As of March 2022, Canada's DBRS AAA federal credit rating was maintained.
Commonly used government debt terms are gross debt, net debt, and debt securities liabilities. These measures are often presented as a share of GDP, as in the table below, to gauge the size of debt relative to the size of the economy. The debt-to-GDP ratio is a key indicator of the sustainability of government finance, according to the OECD.
Gross debt, also called "total debt", consists of all liabilities that require payment of principal or interest at some point in the future. Gross debt is the commonly used measure of debt in international comparisons by the IMF and the OECD.

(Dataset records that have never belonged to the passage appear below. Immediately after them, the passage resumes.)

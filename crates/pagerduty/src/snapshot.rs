use chrono::{DateTime, Utc};

use crate::actor::Actor;
use crate::severity::GroupStatus;

#[derive(Clone, Debug, PartialEq, Eq)]
pub struct ProjectRef {
    pub slug: String,
    pub name: String,
}

/// Event metadata keyed by the kind of event the group aggregates. Titles
/// and descriptions are built differently per kind.
#[derive(Clone, Debug, PartialEq, Eq)]
pub enum EventMetadata {
    Error { kind: Option<String>, value: Option<String>, function: Option<String> },
    Csp { directive: String, uri: String },
    Other,
}

/// Snapshot of an error group at the moment a rule fired. Derived from host
/// state; never written back.
#[derive(Clone, Debug, PartialEq, Eq)]
pub struct ErrorGroup {
    pub id: u64,
    pub title: String,
    pub culprit: Option<String>,
    pub message: String,
    pub checksum: Option<String>,
    pub logger: Option<String>,
    pub qualified_short_id: String,
    pub status: GroupStatus,
    pub times_seen: u64,
    pub users_seen: u64,
    pub first_seen: DateTime<Utc>,
    pub last_seen: DateTime<Utc>,
    /// Absolute deep link to the group in the host UI.
    pub permalink: String,
    pub assignee: Option<Actor>,
    pub metadata: EventMetadata,
    pub project: ProjectRef,
}

/// The concrete event that matched the rule.
#[derive(Clone, Debug, PartialEq, Eq)]
pub struct EventSnapshot {
    pub tags: Vec<(String, String)>,
    pub datetime: DateTime<Utc>,
    /// Event-level metadata when it differs from the group's.
    pub metadata: Option<EventMetadata>,
}

impl EventSnapshot {
    pub fn tag(&self, key: &str) -> Option<&str> {
        self.tags.iter().find(|(tag_key, _)| tag_key == key).map(|(_, value)| value.as_str())
    }

    pub fn level(&self) -> Option<&str> {
        self.tag("level")
    }
}

/// A rule that matched, referenced by label in the alert footer.
#[derive(Clone, Debug, PartialEq, Eq)]
pub struct NotifyRule {
    pub label: String,
}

Net Debt is gross debt minus financial assets. It takes into account the financial assets governments hold, such as investments to cover the liabilities associated with civil servants' (government employee) pension plans. An issue with calculating net debt is that some government assets are difficult to value. Examples of difficult-to-value assets include nonmarketable equity investments, and loans that might never be repaid if the loan-receiving firms become insolvent. Another issue with net debt is which government assets should be included. The Department of Finance's method to calculate net debt has been criticized for including the assets (but not the liabilities) of the Canada Pension Plan (CPP) and Quebec Pension Plan (QPP). Yakabuski and Clemens and Palacios argue that the Department of Finance methodology understates net debt, since CPP and QPP assets are set aside to pay for future public retirement plan benefits, so they are not available to also pay down government debt.